Friday, 11 January 2013


Quetta witnessing sit in by Shias  

Armed with the unimaginable weapons and the dead bodies of their loved ones who were brutally killed in the Quetta blasts are staging a sit in Quetta, instead of rushing to bury them. It is the sign of the abnormality and desperation of one aspect of Pakistan's current condition, that beleaguered brothers and sisters, fathers, mothers and children, are sitting out in the dark and cold Alamdar street of Quetta.

Veteran journalist Nasim Zehra in one of her posts on Facebook has written. “This protest, almost of an unnatural kind, will go down as one of the most heart-wrenching and poignant moment in Pakistan's deeply traumatic journey towards stable and sane adulthood. The hopeful sign is the show of solidarity for the Shia Hazaras as people in Karachi and Lahore are planning protests”.

The protestors with dead bodies of their loved one are demanding that the killers be apprehended, Governor Rule be imposed in Baluchistan and the army takes over city's security. Currently the CM and the Home Minister are both missing from Quetta while the provincial ministers appear to be in hiding”.

Quetta Yakjahti Council (QYC) has continued its protest since Friday evening against the worst terrorist attacks in Quetta, in which over 100 people lost their lives. According to media reports the sit-in includes women, children, senior citizens and the dead bodies of around 86 martyrs. 

The QYC has declared that the sit-in will continue till the city is handed over to the army.
Shia leaders are now openly questioning Pakistani army chief General Ashfaq Kayani over security in the country after the recent bomb blasts in Quetta.

“I ask the army chief: What have you done with these extra three years you got (in office). What did you give us except more death,” Maulana Amin Shaheedi, a central leader of the Majlis-i-Wahdat-i-Muslimeen, told a news conference.

Most of Thursday’s deaths were caused by twin attacks aiming Hazara Shias in Quetta, where members of the sect have long accused the state of turning a blind eye to extremist militant death squads.

The burials were scheduled after Friday prayers but the leaders said the bodies would remain in place until Shias receive promises of protection. Shaheedi said “They will not be buried until the army comes into Quetta,” he said.

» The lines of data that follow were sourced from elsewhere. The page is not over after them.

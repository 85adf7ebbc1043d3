//! Spacing configuration for flow layouts.

use flowlayout_core::LayoutError;

/// Default gap between adjacent items and between lines, in points.
pub const DEFAULT_MIN_SPACING: f32 = 4.0;

/// Immutable parameters of a flow layout pass.
///
/// ```
/// use flowlayout_layout::LayoutConfig;
///
/// let config = LayoutConfig::default().spacing(8.0).justified(true);
/// assert_eq!(config.min_spacing, 8.0);
/// assert!(config.should_justify);
/// ```
#[derive(Debug, Clone, Copy, PartialEq)]
#[cfg_attr(feature = "serde", derive(serde::Serialize, serde::Deserialize))]
#[cfg_attr(feature = "serde", serde(default))]
pub struct LayoutConfig {
    /// Minimum gap between adjacent items on a line and between lines.
    pub min_spacing: f32,
    /// Give every item the slot width of the widest item.
    pub should_justify: bool,
}

impl Default for LayoutConfig {
    fn default() -> Self {
        Self::new(DEFAULT_MIN_SPACING, false)
    }
}

impl LayoutConfig {
    /// Creates a configuration with explicit spacing and justification.
    #[must_use]
    pub const fn new(min_spacing: f32, should_justify: bool) -> Self {
        Self {
            min_spacing,
            should_justify,
        }
    }

    /// Sets the minimum spacing.
    #[must_use]
    pub const fn spacing(mut self, min_spacing: f32) -> Self {
        self.min_spacing = min_spacing;
        self
    }

    /// Enables or disables justified mode.
    #[must_use]
    pub const fn justified(mut self, should_justify: bool) -> Self {
        self.should_justify = should_justify;
        self
    }

    /// Checks that the spacing is finite and non-negative.
    ///
    /// # Errors
    ///
    /// Returns [`LayoutError::InvalidSpacing`] otherwise.
    pub fn validate(&self) -> Result<(), LayoutError> {
        if self.min_spacing.is_finite() && self.min_spacing >= 0.0 {
            Ok(())
        } else {
            Err(LayoutError::InvalidSpacing(self.min_spacing))
        }
    }
}

#[cfg(test)]
mod tests {
    use super::*;

    #[test]
    fn test_default_config() {
        let config = LayoutConfig::default();
        assert_eq!(config.min_spacing, 4.0);
        assert!(!config.should_justify);
        assert!(config.validate().is_ok());
    }

    #[test]
    fn test_rejects_bad_spacing() {
        assert_eq!(
            LayoutConfig::default().spacing(-1.0).validate(),
            Err(LayoutError::InvalidSpacing(-1.0))
        );
        assert!(LayoutConfig::default().spacing(f32::NAN).validate().is_err());
        assert!(LayoutConfig::default().spacing(f32::INFINITY).validate().is_err());
    }

    #[cfg(feature = "serde")]
    #[test]
    fn test_config_from_json() {
        let config: LayoutConfig = serde_json::from_str(r#"{"should_justify": true}"#).unwrap();
        assert_eq!(config, LayoutConfig::new(4.0, true));

        let config: LayoutConfig = serde_json::from_str(r#"{"min_spacing": 12.0}"#).unwrap();
        assert_eq!(config, LayoutConfig::new(12.0, false));
    }
}
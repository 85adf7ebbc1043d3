#![no_std]
//! Flow layout engine.
//!
//! Items are laid out left-to-right in input order and wrap onto a new line
//! when the next one would cross the maximum line width. Two passes share a
//! single greedy line breaker:
//!
//! - [`measure`] returns the bounding [`Size`] of the flow,
//! - [`place`] returns the center anchor of every item.
//!
//! In justified mode ([`LayoutConfig::should_justify`]) every item gets the
//! slot width of the widest item, which lines items up in columns.
//!
//! Hosts that negotiate sizes through proposals can use [`FlowLayout`], an
//! implementation of the [`Layout`] trait on top of the two passes.
//!
//! # Example
//!
//! ```
//! use flowlayout_layout::{LayoutConfig, Point, Size, measure, place};
//!
//! let items = [Size::new(50.0, 20.0), Size::new(30.0, 40.0)];
//! let config = LayoutConfig::default().spacing(10.0);
//!
//! assert_eq!(measure(&items, 1000.0, &config), Ok(Size::new(90.0, 40.0)));
//! assert_eq!(
//!     place(&items, Point::zero(), 1000.0, 1000.0, &config),
//!     Ok(vec![Point::new(25.0, 10.0), Point::new(75.0, 20.0)]),
//! );
//! ```

extern crate alloc;

pub use flowlayout_core::*;

mod config;
pub use config::{DEFAULT_MIN_SPACING, LayoutConfig};
pub mod flow;
pub use flow::{FlowLayout, flow};
mod measure;
pub use measure::{lines, measure};
pub mod packing;
pub use packing::Line;
mod place;
pub use place::place;
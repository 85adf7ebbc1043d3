//! Tracing setup for hosts that want to see layout diagnostics.
//!
//! The layout crates only emit events; nothing is printed until a
//! subscriber is installed. [`install_tracing`] installs a plain `fmt`
//! subscriber once per process. `RUST_LOG` takes precedence over the level
//! passed in, e.g. `RUST_LOG=flowlayout_layout=trace` shows every line break.

use std::sync::Once;

use tracing::level_filters::LevelFilter;
use tracing_subscriber::prelude::*;
use tracing_subscriber::util::SubscriberInitExt;
use tracing_subscriber::{EnvFilter, fmt};

static TRACING_INSTALLED: Once = Once::new();

/// Install the console subscriber (idempotent).
///
/// Does nothing if another global subscriber was already set by the host.
pub fn install_tracing(level: LevelFilter) {
    TRACING_INSTALLED.call_once(|| {
        let filter = EnvFilter::builder()
            .with_default_directive(level.into())
            .from_env_lossy();

        let console = fmt::layer().with_target(true).with_filter(filter);

        if tracing_subscriber::registry().with(console).try_init().is_err() {
            tracing::debug!("global subscriber already set, keeping it");
        }
    });
}

/// Whether [`install_tracing`] has run in this process.
#[must_use]
pub fn is_installed() -> bool {
    TRACING_INSTALLED.is_completed()
}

Violence against Pakistan’s Shia Muslims is rising and some communities are living in a state of siege, a human rights group said on Friday.

Last year was the bloodiest year for Shias in living memory as more than 400 were killed and if Thursday’s attack is any indication; it is just going to get worse.

According to media reports the banned extremist group Lashkar-e-Jangvi (LeJ) claimed responsibility for the attack in a predominantly Shia neighbourhood where the residents are ethnic Hazaras, a majority of whom are Shias who first migrated from Afghanistan in the nineteenth century.

The LeJ has stepped up attacks against Shias across the country but has zeroed in on members of the sect who live in resource-rich Balochistan province.

“The LeJ operates under one front or the other, and its activists go around openly shouting, ‘infidel, infidel, Shia infidel’ and ‘death to Shias’ in the streets of Quetta and outside our mosques,” said Syed Dawwod Agha, a top official with the Balochistan Shia Conference.
“We have become a community of grave diggers. We are so used to death now that we always have shrouds ready.”

The roughly half a million Hazara people in Quetta, who speak a Persian dialect, have distinct features and are an easy target. They are living in a state of siege.